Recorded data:
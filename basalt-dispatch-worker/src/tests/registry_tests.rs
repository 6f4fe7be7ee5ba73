// Copyright (c) 2023 BASALT LABS <info@basalt.systems>
//! Block-level dispatch scenarios across lazily created shard dispatchers.

use basalt_dispatch_exports::{DispatchStatus, ExecutorError, MessageType};
use basalt_models::Address;

use super::tools::{message, registry_harness, typed_message, SHARD_A, SHARD_B};

#[tokio::test]
async fn cross_shard_call_returns_and_terminates() {
    let harness = registry_harness();
    // shard A's execution spawns a sub-call on shard B; shard B answers it
    // back to A, whose next round completes the transaction
    harness
        .executor
        .queue_execute_result(Ok(vec![message(1, SHARD_B)]));
    harness
        .executor
        .queue_execute_result(Ok(vec![typed_message(1, SHARD_A, MessageType::SendBack)]));
    harness.registry.submit(message(1, SHARD_A));

    let statuses = harness.registry.dispatch_block().await.unwrap();
    assert_eq!(
        statuses.get(&Address::new(SHARD_A)),
        Some(&DispatchStatus::Finished)
    );
    assert_eq!(
        statuses.get(&Address::new(SHARD_B)),
        Some(&DispatchStatus::Finished)
    );
    // exactly one transaction completed, at its origin shard
    let finished = harness.finished.lock();
    assert_eq!(finished.len(), 1);
    assert_eq!(finished[0].context_id, 1);
    drop(finished);
    assert!(harness.registry.drained());
}

#[tokio::test]
async fn dispatchers_are_created_lazily_per_shard() {
    let harness = registry_harness();
    harness.registry.submit(message(1, SHARD_A));
    harness.registry.submit(message(2, SHARD_A));
    harness.registry.submit(message(3, SHARD_B));

    let statuses = harness.registry.dispatch_block().await.unwrap();
    assert_eq!(statuses.len(), 2);
    assert_eq!(harness.finished.lock().len(), 3);
    // one batch per shard
    assert_eq!(harness.executor.executed().len(), 2);
}

#[tokio::test]
async fn term_mismatch_abandons_the_block() {
    let harness = registry_harness();
    harness
        .executor
        .queue_execute_result(Err(ExecutorError::TermIdMismatch("term 3 expected".into())));
    harness.registry.submit(message(1, SHARD_A));

    assert!(harness.registry.dispatch_block().await.is_err());
    assert_eq!(*harness.switch_count.lock(), 1);
    assert!(harness.finished.lock().is_empty());
}

#[tokio::test]
async fn pre_executed_shards_still_dispatch() {
    let harness = registry_harness();
    harness.registry.submit(message(1, SHARD_A));
    harness.registry.submit(message(2, SHARD_B));

    harness.registry.pre_execute_all().await;
    assert_eq!(harness.executor.pre_executed().len(), 2);

    // both batches were consumed by pre-execute; the first round still
    // dispatches every shard so the executor drains its caches
    let statuses = harness.registry.dispatch_block().await.unwrap();
    assert_eq!(statuses.len(), 2);
    assert_eq!(harness.finished.lock().len(), 2);
    for (_, batch) in harness.executor.executed() {
        assert!(batch.is_empty());
    }
}

#[tokio::test]
async fn empty_block_terminates_immediately() {
    let harness = registry_harness();
    let statuses = harness.registry.dispatch_block().await.unwrap();
    assert!(statuses.is_empty());
    assert!(harness.registry.drained());
    assert!(harness.executor.executed().is_empty());
}
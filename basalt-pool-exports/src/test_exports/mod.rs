// Copyright (c) 2023 BASALT LABS <info@basalt.systems>

//! Test tooling for pool consumers: recording mocks of the validation
//! collaborators and default configurations.

mod config;
mod mock;

pub use mock::{
    failing_notifier, recording_notifier, MockLedgerNonceChecker, MockPoolNonceChecker,
    MockValidator,
};
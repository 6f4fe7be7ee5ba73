// Copyright (c) 2023 BASALT LABS <info@basalt.systems>

use basalt_models::Hash;
use displaydoc::Display;
use thiserror::Error;

use crate::types::TransactionStatus;

/// Transaction pool errors.
#[non_exhaustive]
#[derive(Clone, Display, Error, Debug)]
pub enum PoolError {
    /// transaction rejected: {0}
    Rejected(TransactionStatus),
    /// proposal transaction {0} rejected: {1}
    ProposalRejected(Hash, TransactionStatus),
    /// channel error: {0}
    ChannelError(String),
    /// notification error: {0}
    NotifyError(String),
}

impl PoolError {
    /// The rejection status carried by this error, if any.
    pub fn status(&self) -> Option<TransactionStatus> {
        match self {
            PoolError::Rejected(status) | PoolError::ProposalRejected(_, status) => Some(*status),
            _ => None,
        }
    }
}
// Copyright (c) 2023 BASALT LABS <info@basalt.systems>

//! Pool worker: spawns the cleanup timer thread and wires up the controller.

use std::sync::mpsc::{sync_channel, Receiver, RecvTimeoutError};
use std::sync::Arc;
use std::thread;
use std::thread::JoinHandle;

use basalt_pool_exports::{
    LedgerNonceChecker, PoolChannels, PoolConfig, PoolNonceChecker, TransactionValidator,
    TxPoolController, TxPoolManager,
};

use crate::controller_impl::{Command, TxPoolControllerImpl, TxPoolManagerImpl};
use crate::pool::TxPool;

/// Cleanup timer thread: runs the expiration sweep every tick until stopped.
pub(crate) struct CleanupThread {
    receiver: Receiver<Command>,
    pool: Arc<TxPool>,
}

impl CleanupThread {
    /// Spawns the cleanup thread, returning a join handle.
    pub(crate) fn spawn(
        receiver: Receiver<Command>,
        pool: Arc<TxPool>,
        config: PoolConfig,
    ) -> JoinHandle<()> {
        let thread_builder = thread::Builder::new().name("txpool-cleanup".into());
        thread_builder
            .spawn(move || {
                let this = Self { receiver, pool };
                this.run(config)
            })
            .expect("failed to spawn thread: txpool-cleanup")
    }

    /// Runs the thread.
    fn run(self, config: PoolConfig) {
        let tick = config.cleanup_interval.to_duration();
        loop {
            match self.receiver.recv_timeout(tick) {
                Err(RecvTimeoutError::Timeout) => self.pool.clean_up_expired(),
                Err(RecvTimeoutError::Disconnected) | Ok(Command::Stop) => break,
            }
        }
    }
}

/// Starts the pool manager and controller.
pub fn start_pool_controller(
    config: PoolConfig,
    validator: Arc<dyn TransactionValidator>,
    pool_nonce_checker: Arc<dyn PoolNonceChecker>,
    ledger_nonce_checker: Arc<dyn LedgerNonceChecker>,
    channels: PoolChannels,
) -> (Box<dyn TxPoolManager>, Box<dyn TxPoolController>) {
    let (command_sender, command_receiver) = sync_channel(16);
    let pool = Arc::new(TxPool::init(
        config,
        validator,
        pool_nonce_checker,
        ledger_nonce_checker,
        channels,
    ));
    let cleanup_thread_handle = CleanupThread::spawn(command_receiver, pool.clone(), config);

    let controller = TxPoolControllerImpl { pool };
    let manager = TxPoolManagerImpl {
        cleanup_thread_handle: Some(cleanup_thread_handle),
        command_sender,
    };
    (Box::new(manager), Box::new(controller))
}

> **Directions**: Filter the entries above down to the lines that contain "round".

> **Written solution**:
    // back to A, whose next round completes the transaction
    // both batches were consumed by pre-execute; the first round still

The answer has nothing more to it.